DATA TO EXAMINE Start Marker

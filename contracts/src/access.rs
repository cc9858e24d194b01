//! # Access Policy
//!
//! Which role may call which operation is a table, not a scatter of inline
//! `if caller != ...` checks. The ledger resolves the caller against the
//! parties of the listing and asks [`authorize`] before running any
//! operation body.
//!
//! One address may hold several roles (a buyer who is also the lender, for
//! instance). [`authorize`] returns every permitted role the caller holds so
//! that `approve_sale` can fill all of the caller's approval slots at once.

use std::fmt;

use serde::{Deserialize, Serialize};

use crate::address::Address;
use crate::error::EscrowError;

/// A party role in an escrow.
#[derive(Debug, Clone, Copy, PartialEq, Eq, Hash, Serialize, Deserialize)]
#[serde(rename_all = "snake_case")]
pub enum Role {
    /// Prior owner of the asset.
    Seller,
    /// The party authorized to purchase.
    Buyer,
    /// The party recording the inspection result.
    Inspector,
    /// The party financing the purchase.
    Lender,
}

impl fmt::Display for Role {
    fn fmt(&self, f: &mut fmt::Formatter<'_>) -> fmt::Result {
        match self {
            Role::Seller => write!(f, "seller"),
            Role::Buyer => write!(f, "buyer"),
            Role::Inspector => write!(f, "inspector"),
            Role::Lender => write!(f, "lender"),
        }
    }
}

/// A state-mutating ledger operation.
#[derive(Debug, Clone, Copy, PartialEq, Eq, Hash, Serialize, Deserialize)]
#[serde(rename_all = "snake_case")]
pub enum Operation {
    List,
    DepositEarnest,
    Contribute,
    UpdateInspection,
    ApproveSale,
    FinalizeSale,
    CancelSale,
}

impl fmt::Display for Operation {
    fn fmt(&self, f: &mut fmt::Formatter<'_>) -> fmt::Result {
        let name = match self {
            Operation::List => "list",
            Operation::DepositEarnest => "depositEarnest",
            Operation::Contribute => "contribute",
            Operation::UpdateInspection => "updateInspectionStatus",
            Operation::ApproveSale => "approveSale",
            Operation::FinalizeSale => "finalizeSale",
            Operation::CancelSale => "cancelSale",
        };
        f.write_str(name)
    }
}

/// The authorization table: each operation and the roles allowed to call it.
pub const POLICY: &[(Operation, &[Role])] = &[
    (Operation::List, &[Role::Seller]),
    (Operation::DepositEarnest, &[Role::Buyer]),
    (Operation::Contribute, &[Role::Buyer, Role::Lender]),
    (Operation::UpdateInspection, &[Role::Inspector]),
    (
        Operation::ApproveSale,
        &[Role::Buyer, Role::Seller, Role::Lender],
    ),
    (Operation::FinalizeSale, &[Role::Seller]),
    (Operation::CancelSale, &[Role::Seller, Role::Buyer]),
];

/// Returns the roles allowed to call `operation`.
pub fn allowed_roles(operation: Operation) -> &'static [Role] {
    POLICY
        .iter()
        .find(|(op, _)| *op == operation)
        .map(|(_, roles)| *roles)
        .unwrap_or(&[])
}

/// The addresses holding each role for one call.
///
/// `buyer` is `None` before a listing exists (i.e. for `list` itself).
#[derive(Debug, Clone, Copy)]
pub struct Parties {
    pub seller: Address,
    pub buyer: Option<Address>,
    pub inspector: Address,
    pub lender: Address,
}

impl Parties {
    /// Returns `true` if `caller` holds `role`.
    pub fn holds(&self, caller: &Address, role: Role) -> bool {
        match role {
            Role::Seller => self.seller == *caller,
            Role::Buyer => self.buyer.as_ref() == Some(caller),
            Role::Inspector => self.inspector == *caller,
            Role::Lender => self.lender == *caller,
        }
    }

    /// Every role `caller` holds, regardless of operation.
    pub fn roles_of(&self, caller: &Address) -> Vec<Role> {
        [Role::Seller, Role::Buyer, Role::Inspector, Role::Lender]
            .into_iter()
            .filter(|role| self.holds(caller, *role))
            .collect()
    }
}

/// Checks `caller` against the policy table.
///
/// Returns the permitted roles the caller holds (never empty on success).
pub fn authorize(
    operation: Operation,
    caller: &Address,
    parties: &Parties,
) -> Result<Vec<Role>, EscrowError> {
    let granted: Vec<Role> = allowed_roles(operation)
        .iter()
        .copied()
        .filter(|role| parties.holds(caller, *role))
        .collect();

    if granted.is_empty() {
        return Err(EscrowError::Unauthorized {
            operation,
            caller: *caller,
        });
    }
    Ok(granted)
}

#[cfg(test)]
mod tests {
    use super::*;

    fn parties() -> Parties {
        Parties {
            seller: Address::from_label("seller"),
            buyer: Some(Address::from_label("buyer")),
            inspector: Address::from_label("inspector"),
            lender: Address::from_label("lender"),
        }
    }

    #[test]
    fn every_operation_has_a_policy_entry() {
        let ops = [
            Operation::List,
            Operation::DepositEarnest,
            Operation::Contribute,
            Operation::UpdateInspection,
            Operation::ApproveSale,
            Operation::FinalizeSale,
            Operation::CancelSale,
        ];
        for op in ops {
            assert!(!allowed_roles(op).is_empty(), "{op} has no roles");
        }
    }

    #[test]
    fn inspector_cannot_approve() {
        let p = parties();
        let err = authorize(Operation::ApproveSale, &p.inspector, &p).unwrap_err();
        assert!(matches!(
            err,
            EscrowError::Unauthorized {
                operation: Operation::ApproveSale,
                ..
            }
        ));
    }

    #[test]
    fn only_inspector_updates_inspection() {
        let p = parties();
        assert_eq!(
            authorize(Operation::UpdateInspection, &p.inspector, &p).unwrap(),
            vec![Role::Inspector]
        );
        assert!(authorize(Operation::UpdateInspection, &p.seller, &p).is_err());
    }

    #[test]
    fn missing_buyer_never_matches() {
        let mut p = parties();
        p.buyer = None;
        let someone = Address::from_label("buyer");
        assert!(authorize(Operation::DepositEarnest, &someone, &p).is_err());
    }

    #[test]
    fn dual_role_caller_gets_both_slots() {
        let mut p = parties();
        p.lender = p.buyer.unwrap();
        let caller = p.lender;
        assert_eq!(
            authorize(Operation::ApproveSale, &caller, &p).unwrap(),
            vec![Role::Buyer, Role::Lender]
        );
        assert_eq!(p.roles_of(&caller), vec![Role::Buyer, Role::Lender]);
    }
}
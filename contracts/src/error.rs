//! Errors returned by the escrow ledger.
//!
//! Every failed call surfaces exactly one of these. A failed call never
//! leaves partial state behind; see [`crate::escrow::EscrowLedger`].

use std::fmt;

use serde::{Deserialize, Serialize};
use thiserror::Error;

use crate::access::Operation;
use crate::address::Address;
use crate::bank::BankError;
use crate::registry::{AssetId, RegistryError};

/// A gate that must be open before a sale can be finalized.
#[derive(Debug, Clone, Copy, PartialEq, Eq, Serialize, Deserialize)]
pub enum SaleCondition {
    /// The inspector has not recorded a passing inspection.
    InspectionPassed,
    /// The buyer has not approved.
    BuyerApproved,
    /// The seller has not approved.
    SellerApproved,
    /// The lender has not approved.
    LenderApproved,
    /// Custody for the listing is below the purchase price.
    FullyFunded,
}

impl fmt::Display for SaleCondition {
    fn fmt(&self, f: &mut fmt::Formatter<'_>) -> fmt::Result {
        match self {
            SaleCondition::InspectionPassed => write!(f, "inspection passed"),
            SaleCondition::BuyerApproved => write!(f, "buyer approval"),
            SaleCondition::SellerApproved => write!(f, "seller approval"),
            SaleCondition::LenderApproved => write!(f, "lender approval"),
            SaleCondition::FullyFunded => write!(f, "full funding"),
        }
    }
}

/// An external transfer that the ledger attempted and that was refused.
#[derive(Debug, Clone, Error, PartialEq, Eq)]
pub enum TransferError {
    /// A currency transfer failed.
    #[error("currency transfer failed: {0}")]
    Currency(#[from] BankError),

    /// An asset transfer failed.
    #[error("asset transfer failed: {0}")]
    Asset(#[from] RegistryError),
}

/// Errors that can occur during escrow operations.
#[derive(Debug, Clone, Error, PartialEq, Eq)]
pub enum EscrowError {
    /// The caller does not hold a role allowed to perform the operation.
    #[error("unauthorized: {caller} may not call {operation}")]
    Unauthorized {
        /// The operation that was attempted.
        operation: Operation,
        /// The address that attempted it.
        caller: Address,
    },

    /// The listing terms violate a structural precondition.
    #[error("invalid terms: {0}")]
    InvalidTerms(String),

    /// The attached payment is below the required threshold.
    #[error("insufficient payment: required {required}, provided {provided}")]
    InsufficientPayment {
        /// Minimum accepted amount.
        required: u64,
        /// Amount attached to the call.
        provided: u64,
    },

    /// Finalization was attempted before every gate was open.
    #[error("sale not ready, waiting on: {}", join_conditions(.unmet))]
    NotReady {
        /// Every condition that is still unmet.
        unmet: Vec<SaleCondition>,
    },

    /// An external currency or asset transfer was rejected.
    #[error("transfer failed: {0}")]
    TransferFailed(#[from] TransferError),

    /// The asset has no pending listing (never listed, finalized, or cancelled).
    #[error("asset {0} is not listed")]
    NotListed(AssetId),

    /// The asset already has a listing record.
    #[error("asset {0} has already been listed")]
    AlreadyListed(AssetId),

    /// The registry has never minted this asset.
    #[error("unknown asset: {0}")]
    UnknownAsset(AssetId),

    /// Custody arithmetic would overflow.
    #[error("amount overflow: operation would exceed allowed limits")]
    AmountOverflow,
}

impl From<BankError> for EscrowError {
    fn from(err: BankError) -> Self {
        EscrowError::TransferFailed(TransferError::Currency(err))
    }
}

impl From<RegistryError> for EscrowError {
    fn from(err: RegistryError) -> Self {
        EscrowError::TransferFailed(TransferError::Asset(err))
    }
}

fn join_conditions(unmet: &[SaleCondition]) -> String {
    unmet
        .iter()
        .map(ToString::to_string)
        .collect::<Vec<_>>()
        .join(", ")
}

DATA TO EXAMINE End Marker

Filter the records above for the string "RegistryError" and copy each matching line.

## ANSWER TO THIS PROBLEM:
use crate::registry::{AssetId, RegistryError};
    Asset(#[from] RegistryError),
impl From<RegistryError> for EscrowError {
    fn from(err: RegistryError) -> Self {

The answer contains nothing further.